Churches in Wenzhou received a notice on Aug. 25 from the government, which demanded that they cooperate with a new, exhaustive set of financial investigations. In this document, the authorities required churches to produce reports detailing their cash flow, use of donated money, balance sheets, spread sheets, business activity sheets and sheets regulated by accounting systems for non-profit organizations. All financial documents from the past three years must be submitted.

Before implementing these new stipulations province-wide, the government has decided to pilot them in a few select areas. The areas to undergo the initial trial period, all located in Wenzhou, are Lucheng District, Longwan District, Ouhai District, the cities of Yueqing and Rui’an, Yongjia County, Pingyang County, and eight sub-divisions of Cangnan County, with the exception of Dongtou Island, Wencheng and Taishun. If successful, the regulations will be enforced provincially.

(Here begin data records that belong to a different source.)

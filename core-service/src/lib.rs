//! Core service façade and bootstrap helpers.
//!
//! This crate wires host-provided bridge implementations (media source,
//! condition probe) into the shared sync core: it opens the index database,
//! builds the diff engine and sync task, and hands the host a single
//! [`GalleryCore`] handle that drives scheduling.
//!
//! Every collaborator is constructed explicitly here; there is no service
//! locator or registry behind the façade.

pub mod error;
pub mod logging;

pub use error::{CoreError, Result};
pub use logging::{init_logging, LogFormat, LoggingConfig};

use bridge_traits::background::{HostConditions, TaskConstraints};
use bridge_traits::source::MediaSource;
use bridge_traits::time::{Clock, SystemClock};
use core_index::repositories::{
    MediaRepository, ScanMetadataRepository, SqliteMediaRepository, SqliteScanMetadataRepository,
};
use core_index::{create_pool, DatabaseConfig};
use core_sync::scheduler::{BackoffPolicy, SchedulerStatus, SyncScheduler};
use core_sync::{DiffEngine, SyncTask, DEFAULT_STALENESS_WINDOW_MS};
use std::sync::Arc;
use std::time::Duration;
use tracing::info;

/// Top-level configuration for the gallery core.
#[derive(Debug, Clone)]
pub struct GalleryCoreConfig {
    /// Index database settings
    pub database: DatabaseConfig,
    /// Age of the last scan beyond which a full resync is forced, in millis
    pub staleness_window_ms: i64,
    /// Interval between periodic sync runs
    pub periodic_interval: Duration,
    /// Flex window passed to the scheduler
    pub periodic_flex: Duration,
    /// Constraints evaluated before each periodic run
    pub constraints: TaskConstraints,
    /// Retry policy applied after failed runs
    pub backoff: BackoffPolicy,
}

impl Default for GalleryCoreConfig {
    fn default() -> Self {
        Self {
            database: DatabaseConfig::default(),
            staleness_window_ms: DEFAULT_STALENESS_WINDOW_MS,
            periodic_interval: Duration::from_secs(3 * 60 * 60),
            periodic_flex: Duration::from_secs(30 * 60),
            constraints: TaskConstraints::default(),
            backoff: BackoffPolicy::default(),
        }
    }
}

/// Primary façade exposed to host applications.
#[derive(Clone)]
pub struct GalleryCore {
    media: Arc<dyn MediaRepository>,
    scheduler: Arc<SyncScheduler>,
    config: GalleryCoreConfig,
}

impl GalleryCore {
    /// Open the index database and assemble the sync pipeline.
    ///
    /// `source` is the host's media enumerator; `conditions` is its optional
    /// probe for the declarative constraints. Desktop hosts typically pass
    /// `bridge_desktop::FileSystemMediaSource` and
    /// `bridge_desktop::DesktopConditions`.
    pub async fn bootstrap(
        config: GalleryCoreConfig,
        source: Arc<dyn MediaSource>,
        conditions: Option<Arc<dyn HostConditions>>,
    ) -> Result<Self> {
        info!("Bootstrapping gallery core");

        let pool = create_pool(config.database.clone()).await?;
        let media: Arc<dyn MediaRepository> = Arc::new(SqliteMediaRepository::new(pool.clone()));
        let metadata: Arc<dyn ScanMetadataRepository> =
            Arc::new(SqliteScanMetadataRepository::new(pool));

        let clock: Arc<dyn Clock> = Arc::new(SystemClock);
        let engine = DiffEngine::with_staleness_window(
            Arc::clone(&clock),
            config.staleness_window_ms,
        );

        let task = SyncTask::new(
            source,
            Arc::clone(&media),
            metadata,
            engine,
            Arc::clone(&clock),
        );

        let scheduler = Arc::new(SyncScheduler::new(
            Arc::new(task),
            conditions,
            config.backoff.clone(),
            clock,
        ));

        Ok(Self {
            media,
            scheduler,
            config,
        })
    }

    /// Start the periodic sync using the configured interval and constraints.
    ///
    /// Idempotent: an already active schedule is kept as-is.
    pub async fn start(&self) {
        self.scheduler
            .schedule_periodic(
                self.config.periodic_interval,
                self.config.periodic_flex,
                self.config.constraints.clone(),
            )
            .await;
    }

    /// Trigger one sync run right now, independent of the periodic schedule.
    pub async fn sync_now(&self) {
        self.scheduler.schedule_immediate().await;
    }

    /// Current scheduler status.
    pub async fn status(&self) -> SchedulerStatus {
        self.scheduler.status().await
    }

    /// Stop the periodic schedule and cancel in-flight runs.
    pub async fn stop(&self) {
        self.scheduler.cancel().await;
    }

    /// Read access to the persisted index for host query surfaces.
    pub fn media(&self) -> Arc<dyn MediaRepository> {
        Arc::clone(&self.media)
    }

    /// The configuration this core was bootstrapped with.
    pub fn config(&self) -> &GalleryCoreConfig {
        &self.config
    }
}

#[cfg(test)]
mod tests {
    use super::*;
    use async_trait::async_trait;
    use bridge_traits::error::Result as BridgeResult;
    use bridge_traits::source::MediaItem;
    use core_sync::TaskOutcome;

    struct StubSource(Vec<MediaItem>);

    #[async_trait]
    impl MediaSource for StubSource {
        async fn snapshot(&self) -> BridgeResult<Vec<MediaItem>> {
            Ok(self.0.clone())
        }
    }

    fn test_config() -> GalleryCoreConfig {
        GalleryCoreConfig {
            database: DatabaseConfig::in_memory(),
            ..GalleryCoreConfig::default()
        }
    }

    #[tokio::test]
    async fn test_bootstrap_and_sync_now() {
        let source = Arc::new(StubSource(vec![MediaItem {
            id: 1,
            uri: "file:///pictures/a.jpg".to_string(),
            date_taken: 10,
            bucket: "pictures".to_string(),
            size: 100,
        }]));

        let core = GalleryCore::bootstrap(test_config(), source, None)
            .await
            .unwrap();

        core.sync_now().await;
        tokio::time::sleep(Duration::from_millis(100)).await;

        assert_eq!(core.media().count().await.unwrap(), 1);
        assert_eq!(core.status().await.last_outcome, Some(TaskOutcome::Success));
    }

    #[tokio::test]
    async fn test_bootstrap_with_desktop_bridges() {
        use bridge_desktop::{DesktopConditions, FileSystemMediaSource};

        let dir = tempfile::TempDir::new().unwrap();
        std::fs::write(dir.path().join("a.jpg"), b"aaaa").unwrap();
        std::fs::write(dir.path().join("b.png"), b"bb").unwrap();

        let source = Arc::new(FileSystemMediaSource::new(dir.path()));
        let conditions: Arc<dyn HostConditions> = Arc::new(DesktopConditions::new());

        let core = GalleryCore::bootstrap(test_config(), source, Some(conditions))
            .await
            .unwrap();

        core.sync_now().await;
        tokio::time::sleep(Duration::from_millis(150)).await;

        assert_eq!(core.media().count().await.unwrap(), 2);
    }

    #[tokio::test]
    async fn test_start_is_idempotent() {
        let source = Arc::new(StubSource(Vec::new()));
        let core = GalleryCore::bootstrap(test_config(), source, None)
            .await
            .unwrap();

        core.start().await;
        core.start().await;

        assert!(core.status().await.periodic_active);
        core.stop().await;
        assert!(!core.status().await.periodic_active);
    }
}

Additionally, the government plans to control local churches through a 10-provision policy that must be posted in every church. These rules instruct the church on how to operate in accordance with the government—instructions that are often in violation of the Christian faith.

To enforce their regulations, the government wants to integrate a Party branch into existing church structures. House churches in Yueqing District already received a notice announcing that the government dispatched several groups of three Party members to their respective locations. So far, the churches have refused this action, triggering scholarly doubt as to whether this initiative will succeed.

Meanwhile, Zhejiang authorities harassed dozens of Christians in a 24-hour span of Aug. 25- 26. According to one Christian, this was the largest effort on the part of the government to subdue Christianity since July.

According to a message from the wife of recently released Pastor Huang Yizi, officials broke into the couple’s home on Aug. 25, and sequestered them by blocking the entrance. When Huang was finally allowed to leave on the next morning, officials from the public security bureau tailed him despite officially stating that they would not begin watching him until Aug. 27. They failed to state their reason for monitoring him on Aug. 26.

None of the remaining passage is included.